In general, if the application is designed and secured properly, then revealing meaningless User IDs should not pose a security risk. However, this is not true for all primary key fields in the DB. For example, suppose there is an email validation table that has a guid that appears in a link that is emailed to the user. Those single-use IDs should not be made public because otherwise someone would be able to submit a fake email address and still validate it.
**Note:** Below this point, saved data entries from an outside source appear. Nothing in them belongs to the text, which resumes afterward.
use crate::errors::FittError;
use crate::line_extractor::LineRecord;
use crate::numbering::{FittBoundary, FITT_BOUNDARIES, MAX_FITT, RESERVED_FITT};

// @module: Mapping of the flat line sequence onto fitts

/// Look up the boundary of a fitt, rejecting the reserved and out-of-range indices
pub fn fitt_boundary(fitt_id: usize) -> Result<&'static FittBoundary, FittError> {
    if fitt_id == RESERVED_FITT {
        return Err(FittError::Reserved(fitt_id));
    }
    FITT_BOUNDARIES
        .get(fitt_id)
        .ok_or(FittError::OutOfRange { index: fitt_id, max: MAX_FITT })
}

/// Records of one fitt, `start_line..=end_line` of the numbering table.
///
/// `lines` is expected to be the canonical sequence with the sentinel at index
/// 0. A sequence shorter than the fitt yields only the records it has.
pub fn get_fitt(fitt_id: usize, lines: &[LineRecord]) -> Result<&[LineRecord], FittError> {
    let boundary = fitt_boundary(fitt_id)?;
    Ok(slice_inclusive(lines, boundary.start_line, boundary.end_line))
}

/// Records for an inclusive line range, clamped to `1..=N`
pub fn get_lines(start: u32, end: u32, lines: &[LineRecord]) -> &[LineRecord] {
    slice_inclusive(lines, start.max(1), end)
}

fn slice_inclusive(lines: &[LineRecord], start: u32, end: u32) -> &[LineRecord] {
    let start = (start as usize).min(lines.len());
    let end = (end as usize).saturating_add(1).min(lines.len());
    if start >= end {
        return &[];
    }
    &lines[start..end]
}
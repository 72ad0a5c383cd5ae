/*!
 * Static numbering reference data for the poem.
 *
 * Fitt boundaries follow the manuscript's section numerals. The manuscript
 * has no fitt XXIV, so index 24 is a reserved placeholder, and the section
 * numbered XXIX/XXX is a single stretch of text shared by indices 29 and 30.
 */

use std::collections::BTreeMap;

use once_cell::sync::Lazy;

/// Index of the fitt that does not exist in the manuscript
pub const RESERVED_FITT: usize = 24;

/// Highest fitt index
pub const MAX_FITT: usize = 43;

/// Last verse line of the poem
pub const MAX_LINE: u32 = 3182;

/// Number of records in a complete canonical sequence (sentinel included)
pub const EXPECTED_LINE_COUNT: usize = MAX_LINE as usize + 1;

/// Line numbers that have no surviving manuscript text
pub const STRUCTURAL_GAPS: &[u32] = &[2229];

/// Token the first verse line must contain
pub const OPENING_TOKEN: &str = "Hwæt!";

/// Every n-th line carries a big-number marker
const MARKER_INTERVAL: u32 = 10;

/// Inclusive line range and display heading of one fitt
#[derive(Debug, Clone, Copy, PartialEq, Eq)]
pub struct FittBoundary {
    pub start_line: u32,
    pub end_line: u32,
    pub heading: &'static str,
}

impl FittBoundary {
    const fn new(start_line: u32, end_line: u32, heading: &'static str) -> Self {
        Self { start_line, end_line, heading }
    }
}

/// Fitt boundaries indexed by fitt number. Entry [`RESERVED_FITT`] is a
/// placeholder and must be skipped; see [`fitts`].
pub const FITT_BOUNDARIES: [FittBoundary; MAX_FITT + 1] = [
    FittBoundary::new(1, 52, "Prologue"),
    FittBoundary::new(53, 114, "Fitt I"),
    FittBoundary::new(115, 188, "Fitt II"),
    FittBoundary::new(189, 257, "Fitt III"),
    FittBoundary::new(258, 319, "Fitt IV"),
    FittBoundary::new(320, 370, "Fitt V"),
    FittBoundary::new(371, 455, "Fitt VI"),
    FittBoundary::new(456, 498, "Fitt VII"),
    FittBoundary::new(499, 558, "Fitt VIII"),
    FittBoundary::new(559, 661, "Fitt IX"),
    FittBoundary::new(662, 709, "Fitt X"),
    FittBoundary::new(710, 790, "Fitt XI"),
    FittBoundary::new(791, 836, "Fitt XII"),
    FittBoundary::new(837, 924, "Fitt XIII"),
    FittBoundary::new(925, 990, "Fitt XIV"),
    FittBoundary::new(991, 1049, "Fitt XV"),
    FittBoundary::new(1050, 1124, "Fitt XVI"),
    FittBoundary::new(1125, 1191, "Fitt XVII"),
    FittBoundary::new(1192, 1250, "Fitt XVIII"),
    FittBoundary::new(1251, 1320, "Fitt XIX"),
    FittBoundary::new(1321, 1382, "Fitt XX"),
    FittBoundary::new(1383, 1472, "Fitt XXI"),
    FittBoundary::new(1473, 1556, "Fitt XXII"),
    FittBoundary::new(1557, 1739, "Fitt XXIII"),
    // no fitt XXIV in the manuscript
    FittBoundary::new(0, 0, ""),
    FittBoundary::new(1740, 1816, "Fitt XXV"),
    FittBoundary::new(1817, 1887, "Fitt XXVI"),
    FittBoundary::new(1888, 1962, "Fitt XXVII"),
    FittBoundary::new(1963, 2038, "Fitt XXVIII"),
    FittBoundary::new(2039, 2143, "Fitt XXIX/XXX"),
    FittBoundary::new(2039, 2143, "Fitt XXIX/XXX"),
    FittBoundary::new(2144, 2220, "Fitt XXXI"),
    FittBoundary::new(2221, 2311, "Fitt XXXII"),
    FittBoundary::new(2312, 2390, "Fitt XXXIII"),
    FittBoundary::new(2391, 2459, "Fitt XXXIV"),
    FittBoundary::new(2460, 2601, "Fitt XXXV"),
    FittBoundary::new(2602, 2693, "Fitt XXXVI"),
    FittBoundary::new(2694, 2751, "Fitt XXXVII"),
    FittBoundary::new(2752, 2820, "Fitt XXXVIII"),
    FittBoundary::new(2821, 2891, "Fitt XXXIX"),
    FittBoundary::new(2892, 2945, "Fitt XL"),
    FittBoundary::new(2946, 3057, "Fitt XLI"),
    FittBoundary::new(3058, 3136, "Fitt XLII"),
    FittBoundary::new(3137, 3182, "Fitt XLIII"),
];

static LINE_NUMBER_MARKERS: Lazy<BTreeMap<u32, String>> = Lazy::new(|| {
    (MARKER_INTERVAL..=MAX_LINE)
        .step_by(MARKER_INTERVAL as usize)
        .map(|line| (line, line.to_string()))
        .collect()
});

/// Iterate over every real fitt as `(index, boundary)`, skipping the reserved one
pub fn fitts() -> impl Iterator<Item = (usize, &'static FittBoundary)> {
    FITT_BOUNDARIES
        .iter()
        .enumerate()
        .filter(|(index, _)| *index != RESERVED_FITT)
}

/// Big-number label shown for `line`, if it has one
pub fn line_number_marker(line: u32) -> Option<&'static str> {
    LINE_NUMBER_MARKERS.get(&line).map(String::as_str)
}

/// Whether `line` is a declared structural gap
pub fn is_structural_gap(line: u32) -> bool {
    STRUCTURAL_GAPS.contains(&line)
}
/*!
 * Error types for the voxbeowulf application.
 *
 * This module contains custom error types for the parts of the pipeline that
 * have well-defined failure modes, using the thiserror crate for ergonomic
 * error definitions. Orchestration code wraps these in `anyhow` with context.
 */

use thiserror::Error;

/// Errors that can occur while obtaining the source document
#[derive(Error, Debug)]
pub enum FetchError {
    /// The HTTP request could not be completed
    #[error("Request to {url} failed: {message}")]
    Request {
        /// URL that was requested
        url: String,
        /// Transport error description
        message: String,
    },

    /// The server answered with a non-success status
    #[error("{url} responded with status {status_code}")]
    Status {
        /// URL that was requested
        url: String,
        /// HTTP status code
        status_code: u16,
    },

    /// The local cache copy could not be read or written
    #[error("Cache file {path} unusable: {message}")]
    Cache {
        /// Cache file path
        path: String,
        /// IO error description
        message: String,
    },
}

/// Errors raised when addressing fitts
#[derive(Error, Debug, PartialEq, Eq)]
pub enum FittError {
    /// The requested fitt is the one the manuscript does not have
    #[error("Fitt {0} does not exist")]
    Reserved(usize),

    /// The requested fitt index is past the end of the numbering table
    #[error("Fitt {index} is out of range (last fitt is {max})")]
    OutOfRange {
        /// Requested index
        index: usize,
        /// Highest valid index
        max: usize,
    },
}

/// Main application error type that wraps all other errors
#[derive(Error, Debug)]
pub enum AppError {
    /// Error from a file operation
    #[error("File error: {0}")]
    File(String),

    /// Error fetching the source document
    #[error("Fetch error: {0}")]
    Fetch(#[from] FetchError),

    /// Error addressing a fitt
    #[error("Fitt error: {0}")]
    Fitt(#[from] FittError),

    /// Any other error
    #[error("Unknown error: {0}")]
    Unknown(String),
}

impl From<anyhow::Error> for AppError {
    fn from(error: anyhow::Error) -> Self {
        Self::Unknown(error.to_string())
    }
}

impl From<std::io::Error> for AppError {
    fn from(error: std::io::Error) -> Self {
        Self::File(error.to_string())
    }
}
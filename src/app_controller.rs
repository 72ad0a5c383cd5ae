use anyhow::{Context, Result};
use log::{info, warn};
use std::path::{Path, PathBuf};
use std::time::Instant;

use crate::app_config::Config;
use crate::errors::AppError;
use crate::exporter;
use crate::fetcher;
use crate::file_utils::FileManager;
use crate::line_extractor::{self, LineRecord};
use crate::subtitle_processor::SubtitleTrack;
use crate::validation::{ValidationContext, ValidationReport, ValidationSuite};

// @module: Application controller for the fetch, extract and export pipeline

/// What a pipeline run produced
#[derive(Debug, Clone)]
pub struct RunSummary {
    /// Records in the canonical sequence, sentinel included
    pub line_count: usize,
    /// Rows dropped as consecutive duplicates
    pub duplicates_skipped: usize,
    /// Line numbers whose rows had more than two columns
    pub long_rows: Vec<u32>,
    /// Record list export
    pub json_path: PathBuf,
    /// Table export
    pub csv_path: PathBuf,
    /// Caption files, one per fitt that has lines
    pub caption_paths: Vec<PathBuf>,
}

/// Main application controller
pub struct Controller {
    // @field: App configuration
    config: Config,
}

impl Controller {
    /// Create a new controller for test purposes with default configuration
    pub fn new_for_test() -> Result<Self> {
        Self::with_config(Config::default())
    }

    // @method: Create a new controller with the given configuration
    pub fn with_config(config: Config) -> Result<Self> {
        config.validate()?;
        Ok(Self { config })
    }

    /// Path of the record list export
    pub fn json_path(&self) -> PathBuf {
        FileManager::generate_output_path(&self.config.output.data_dir, &self.config.output.file_stem, "json")
    }

    /// Path of the table export
    pub fn csv_path(&self) -> PathBuf {
        FileManager::generate_output_path(&self.config.output.data_dir, &self.config.output.file_stem, "csv")
    }

    /// Run the whole pipeline: obtain the document, extract the canonical
    /// sequence, then write the record list, the table and the captions.
    /// A fetch failure aborts before anything is written.
    pub async fn run(&self) -> Result<RunSummary, AppError> {
        let start_time = Instant::now();

        let html = fetcher::fetch_and_store(&self.config.source.url, &self.config.source.cache_file).await?;
        let extraction = line_extractor::extract(&html);
        let lines = extraction.lines;

        info!(
            "parsed the file: filestem={} url={} linecount={}",
            self.config.output.file_stem,
            self.config.source.url,
            lines.len()
        );
        if !extraction.stats.long_rows.is_empty() {
            warn!(
                "{} rows had more than two columns, first and last were used",
                extraction.stats.long_rows.len()
            );
        }

        let (json_path, csv_path, caption_paths) = self.export(&lines)?;

        info!("Pipeline finished in {:.2?}", start_time.elapsed());

        Ok(RunSummary {
            line_count: lines.len(),
            duplicates_skipped: extraction.stats.duplicates_skipped,
            long_rows: extraction.stats.long_rows,
            json_path,
            csv_path,
            caption_paths,
        })
    }

    /// Write every export of an already extracted sequence
    pub fn export(&self, lines: &[LineRecord]) -> Result<(PathBuf, PathBuf, Vec<PathBuf>)> {
        FileManager::ensure_dir(&self.config.output.data_dir)?;

        let json_path = self.json_path();
        exporter::write_json(&json_path, lines)?;
        info!("Wrote record list: {}", json_path.display());

        let csv_path = self.csv_path();
        exporter::write_csv(&csv_path, lines)?;
        info!("Wrote table: {}", csv_path.display());

        let blank = SubtitleTrack::load_template(&self.config.output.blank_template)
            .with_context(|| format!("Failed to load caption template: {}", self.config.output.blank_template))?;
        let caption_paths = exporter::write_fitt_tracks(
            lines,
            &self.config.output.subtitle_file_template,
            self.config.captions.seconds_per_line,
            &blank,
        )?;
        info!("Wrote {} caption files", caption_paths.len());

        Ok((json_path, csv_path, caption_paths))
    }

    /// Run the validation suite over a persisted record list
    pub fn validate_file<P: AsRef<Path>>(&self, path: P) -> Result<ValidationReport> {
        let path = path.as_ref();
        let values = exporter::load_json_values(path)?;
        info!("Validating {} records from {}", values.len(), path.display());

        let suite = ValidationSuite::new(ValidationContext::from_values(&values));
        let report = suite.run_all();
        info!("{}", report.summary());
        Ok(report)
    }
}
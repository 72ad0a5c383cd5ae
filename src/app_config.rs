use anyhow::{anyhow, Context, Result};
use log::{LevelFilter, warn};
use serde::{Deserialize, Serialize};
use std::fs::File;
use std::io::BufReader;
use std::path::Path;

use crate::exporter::FITT_ID_PLACEHOLDER;

/// Widest caption window per line. The longest fitt then still ends within
/// the single-digit hours of an ASS timestamp.
pub const MAX_SECONDS_PER_LINE: u64 = 60;

/// Application configuration module
/// This module handles the application configuration including loading,
/// validating and saving configuration settings.
/// Represents the application configuration
#[derive(Debug, Serialize, Deserialize, Clone, Default)]
pub struct Config {
    /// Where the source document comes from
    #[serde(default)]
    pub source: SourceConfig,

    /// Where exports are written
    #[serde(default)]
    pub output: OutputConfig,

    /// Caption timing
    #[serde(default)]
    pub captions: CaptionConfig,

    /// Log level
    #[serde(default)]
    pub log_level: LogLevel,
}

/// Source document configuration
#[derive(Debug, Serialize, Deserialize, Clone)]
pub struct SourceConfig {
    // @field: Page holding the parallel text
    #[serde(default = "default_source_url")]
    pub url: String,

    // @field: Local copy of the page; present means no fetch
    #[serde(default = "default_cache_file")]
    pub cache_file: String,
}

impl Default for SourceConfig {
    fn default() -> Self {
        Self {
            url: default_source_url(),
            cache_file: default_cache_file(),
        }
    }
}

/// Export configuration
#[derive(Debug, Serialize, Deserialize, Clone)]
pub struct OutputConfig {
    // @field: Directory for the record list and table exports
    #[serde(default = "default_data_dir")]
    pub data_dir: String,

    // @field: File stem shared by the record list and table exports
    #[serde(default = "default_file_stem")]
    pub file_stem: String,

    // @field: Caption file path, `{fitt_id}` substituted per fitt
    #[serde(default = "default_subtitle_file_template")]
    pub subtitle_file_template: String,

    // @field: Blank caption container, built-in styles when absent
    #[serde(default = "default_blank_template")]
    pub blank_template: String,
}

impl Default for OutputConfig {
    fn default() -> Self {
        Self {
            data_dir: default_data_dir(),
            file_stem: default_file_stem(),
            subtitle_file_template: default_subtitle_file_template(),
            blank_template: default_blank_template(),
        }
    }
}

/// Caption timing configuration
#[derive(Debug, Serialize, Deserialize, Clone)]
pub struct CaptionConfig {
    // @field: Width of each line's time window
    #[serde(default = "default_seconds_per_line")]
    pub seconds_per_line: u64,
}

impl Default for CaptionConfig {
    fn default() -> Self {
        Self {
            seconds_per_line: default_seconds_per_line(),
        }
    }
}

/// Log verbosity level
#[derive(Debug, Serialize, Deserialize, Clone, Copy, PartialEq, Default)]
#[serde(rename_all = "lowercase")]
pub enum LogLevel {
    Error,
    Warn,
    #[default]
    Info,
    Debug,
    Trace,
}

impl From<LogLevel> for LevelFilter {
    fn from(level: LogLevel) -> Self {
        match level {
            LogLevel::Error => LevelFilter::Error,
            LogLevel::Warn => LevelFilter::Warn,
            LogLevel::Info => LevelFilter::Info,
            LogLevel::Debug => LevelFilter::Debug,
            LogLevel::Trace => LevelFilter::Trace,
        }
    }
}

fn default_source_url() -> String {
    "https://heorot.dk/beowulf-rede-text.html".to_string()
}

fn default_cache_file() -> String {
    "data/fitts/maintext.html".to_string()
}

fn default_data_dir() -> String {
    "data/fitts".to_string()
}

fn default_file_stem() -> String {
    "maintext".to_string()
}

fn default_subtitle_file_template() -> String {
    "data/subtitles/fitt_{fitt_id}.ass".to_string()
}

fn default_blank_template() -> String {
    "data/blank.ass".to_string()
}

fn default_seconds_per_line() -> u64 {
    4
}

impl Config {
    /// Check the configuration for values the pipeline cannot work with
    pub fn validate(&self) -> Result<()> {
        url::Url::parse(&self.source.url)
            .with_context(|| format!("Invalid source URL: {}", self.source.url))?;

        if self.source.cache_file.trim().is_empty() {
            return Err(anyhow!("Source cache file path must not be empty"));
        }

        if self.output.file_stem.trim().is_empty() {
            return Err(anyhow!("Output file stem must not be empty"));
        }

        if !self.output.subtitle_file_template.contains(FITT_ID_PLACEHOLDER) {
            return Err(anyhow!(
                "Subtitle file template must contain {}: {}",
                FITT_ID_PLACEHOLDER,
                self.output.subtitle_file_template
            ));
        }

        if self.captions.seconds_per_line == 0 {
            return Err(anyhow!("Caption seconds per line must be greater than zero"));
        }

        if self.captions.seconds_per_line > MAX_SECONDS_PER_LINE {
            return Err(anyhow!(
                "Caption seconds per line must be at most {}: {}",
                MAX_SECONDS_PER_LINE,
                self.captions.seconds_per_line
            ));
        }

        Ok(())
    }

    /// Load the configuration at `path`, writing out defaults when it does not exist
    pub fn load_or_create<P: AsRef<Path>>(path: P) -> Result<Self> {
        let path = path.as_ref();
        if path.exists() {
            let file = File::open(path)
                .with_context(|| format!("Failed to open config file: {}", path.display()))?;
            let reader = BufReader::new(file);
            return serde_json::from_reader(reader)
                .with_context(|| format!("Failed to parse config file: {}", path.display()));
        }

        warn!("Config file not found at '{}', creating default config.", path.display());
        let config = Config::default();
        config.save(path)?;
        Ok(config)
    }

    /// Write the configuration as pretty JSON
    pub fn save<P: AsRef<Path>>(&self, path: P) -> Result<()> {
        let path = path.as_ref();
        let config_json = serde_json::to_string_pretty(self)
            .context("Failed to serialize config to JSON")?;
        crate::file_utils::FileManager::write_to_file(path, &config_json)
            .with_context(|| format!("Failed to write config to file: {}", path.display()))
    }
}
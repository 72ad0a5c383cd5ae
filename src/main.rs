// Module-specific lints configuration
#![allow(clippy::uninlined_format_args)]
// Add other lints specific to this module that you want to allow but not auto-fix

use anyhow::{Result, Context};
use log::{error, info, LevelFilter, Log, Metadata, Record, Level, SetLoggerError};
use std::io::Write;
use std::path::PathBuf;
use std::process::ExitCode;
use clap::{Parser, ValueEnum, CommandFactory, Subcommand};
use clap_complete::{generate, Shell};

use voxbeowulf::app_config::{self, Config};
use voxbeowulf::app_controller::Controller;
use voxbeowulf::errors::AppError;

/// CLI Wrapper for LogLevel to implement ValueEnum
#[derive(Debug, Clone, ValueEnum)]
enum CliLogLevel {
    Error,
    Warn,
    Info,
    Debug,
    Trace,
}

impl From<CliLogLevel> for app_config::LogLevel {
    fn from(cli_level: CliLogLevel) -> Self {
        match cli_level {
            CliLogLevel::Error => app_config::LogLevel::Error,
            CliLogLevel::Warn => app_config::LogLevel::Warn,
            CliLogLevel::Info => app_config::LogLevel::Info,
            CliLogLevel::Debug => app_config::LogLevel::Debug,
            CliLogLevel::Trace => app_config::LogLevel::Trace,
        }
    }
}

#[derive(Subcommand, Debug)]
enum Commands {
    /// Fetch the text, extract the line sequence and write every export (default command)
    Run,

    /// Check a persisted record list against the poem's invariants
    Validate {
        /// Record list to check, defaults to the configured JSON export
        #[arg(long, value_name = "PATH")]
        json: Option<PathBuf>,
    },

    /// Generate shell completions for voxbeowulf
    Completions {
        /// Shell to generate completions for
        #[arg(value_enum)]
        shell: Shell,
    },
}

/// voxbeowulf - Beowulf parallel text extractor
///
/// Scrapes the Old English / Modern English parallel text of Beowulf into a
/// line-numbered sequence and writes it as JSON, CSV and per-fitt ASS captions.
#[derive(Parser, Debug)]
#[command(name = "voxbeowulf")]
#[command(version)]
#[command(about = "Beowulf parallel text extractor")]
#[command(long_about = "voxbeowulf scrapes the Old English / Modern English parallel text of Beowulf \
and exports it as a line-numbered record list, a table and per-fitt caption files.

EXAMPLES:
    voxbeowulf                                  # Fetch (or reuse the cached page) and export
    voxbeowulf validate                         # Check the configured JSON export
    voxbeowulf validate --json other.json       # Check a specific record list
    voxbeowulf --log-level debug run            # Export with debug logging
    voxbeowulf completions bash > voxbeowulf.bash

CONFIGURATION:
    Configuration is stored in conf.json by default. You can specify a different
    config file with --config. If the config file doesn't exist, a default one
    will be created automatically.")]
struct CommandLineOptions {
    #[command(subcommand)]
    command: Option<Commands>,

    /// Configuration file path
    #[arg(short, long = "config", default_value = "conf.json", global = true)]
    config_path: String,

    /// Set logging level
    #[arg(short, long, value_enum, global = true)]
    log_level: Option<CliLogLevel>,
}

// @struct: Custom logger implementation
struct CustomLogger {
    level: LevelFilter,
}

impl CustomLogger {
    // @creates: New logger with specified level
    fn new(level: LevelFilter) -> Self {
        CustomLogger { level }
    }

    // @initializes: Global logger
    fn init(level: LevelFilter) -> Result<(), SetLoggerError> {
        let logger = Box::new(CustomLogger::new(level));
        log::set_boxed_logger(logger)?;
        log::set_max_level(level);
        Ok(())
    }

    // @returns: Marker and ANSI colour for log level
    fn style_for_level(level: Level) -> (&'static str, &'static str) {
        match level {
            Level::Error => ("ERROR", "1;31"),
            Level::Warn => ("WARN ", "1;33"),
            Level::Info => ("INFO ", "1;32"),
            Level::Debug => ("DEBUG", "1;36"),
            Level::Trace => ("TRACE", "1;35"),
        }
    }
}

impl Log for CustomLogger {
    fn enabled(&self, metadata: &Metadata) -> bool {
        metadata.level() <= log::max_level() && metadata.level() <= self.level
    }

    fn log(&self, record: &Record) {
        if self.enabled(record.metadata()) {
            let now = chrono::Local::now().format("%H:%M:%S.%3f");
            let (marker, colour) = Self::style_for_level(record.level());

            let mut stderr = std::io::stderr();
            let _ = writeln!(stderr, "\x1B[{}m{} {} {}\x1B[0m", colour, now, marker, record.args());
        }
    }

    fn flush(&self) {
        let _ = std::io::stderr().flush();
    }
}

#[tokio::main]
async fn main() -> ExitCode {
    match run_cli().await {
        Ok(true) => ExitCode::SUCCESS,
        Ok(false) => ExitCode::FAILURE,
        Err(e) => {
            error!("{:#}", e);
            ExitCode::FAILURE
        }
    }
}

/// Dispatch the command line. `Ok(false)` means the command ran but its
/// result is a failure, e.g. a validation check did not hold.
async fn run_cli() -> Result<bool> {
    // The logger accepts everything up to trace; the effective level is set
    // through max_level once the config is known
    CustomLogger::init(LevelFilter::Trace)?;
    log::set_max_level(LevelFilter::Info);

    // Parse command line arguments using clap
    let cli = CommandLineOptions::parse();

    if let Some(Commands::Completions { shell }) = cli.command {
        let mut cmd = CommandLineOptions::command();
        generate(shell, &mut cmd, "voxbeowulf", &mut std::io::stdout());
        return Ok(true);
    }

    // If log level is set via command line, apply it immediately
    if let Some(level) = &cli.log_level {
        let level: app_config::LogLevel = level.clone().into();
        log::set_max_level(level.into());
    }

    let mut config = Config::load_or_create(&cli.config_path)?;

    // Update log level in config if specified via command line
    match &cli.log_level {
        Some(level) => config.log_level = level.clone().into(),
        None => log::set_max_level(config.log_level.into()),
    }

    let controller = Controller::with_config(config)
        .with_context(|| format!("Invalid configuration in {}", cli.config_path))?;

    match cli.command {
        None | Some(Commands::Run) => run_pipeline(&controller).await,
        Some(Commands::Validate { json }) => {
            let path = json.unwrap_or_else(|| controller.json_path());
            let report = controller.validate_file(&path)?;
            println!("{}", report);
            Ok(report.all_passed())
        }
        Some(Commands::Completions { .. }) => Ok(true),
    }
}

async fn run_pipeline(controller: &Controller) -> Result<bool> {
    match controller.run().await {
        Ok(summary) => {
            info!(
                "Exported {} lines: {}, {}, {} caption files",
                summary.line_count,
                summary.json_path.display(),
                summary.csv_path.display(),
                summary.caption_paths.len()
            );
            Ok(true)
        }
        Err(AppError::Fetch(e)) => {
            error!("Could not obtain the source text: {}", e);
            Ok(false)
        }
        Err(e) => Err(e.into()),
    }
}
Their are other considerations too that are not necessarily related to security. For example, if you use integer IDs, and you have a public profile page like Matthew mentioned in his comment, then someone could iterate through all of your users and find out information that perhaps they should not know. Examples might be the demographics of your user base, or the exact number of users that your website has, etc. Note this would not be a problem if you use random guids for the primary key, or if you do not expose the public users by the primary key.


The information you are trying to keep confidential is the records in the database, not the actual labels on the columns. I think its pretty common to use PKs with names like "id", "pid", "cid"... so hiding it may be just an instance of Security Through Obscurity.

Its not something I would advertise but I wouldn't go to great lengths to hide it.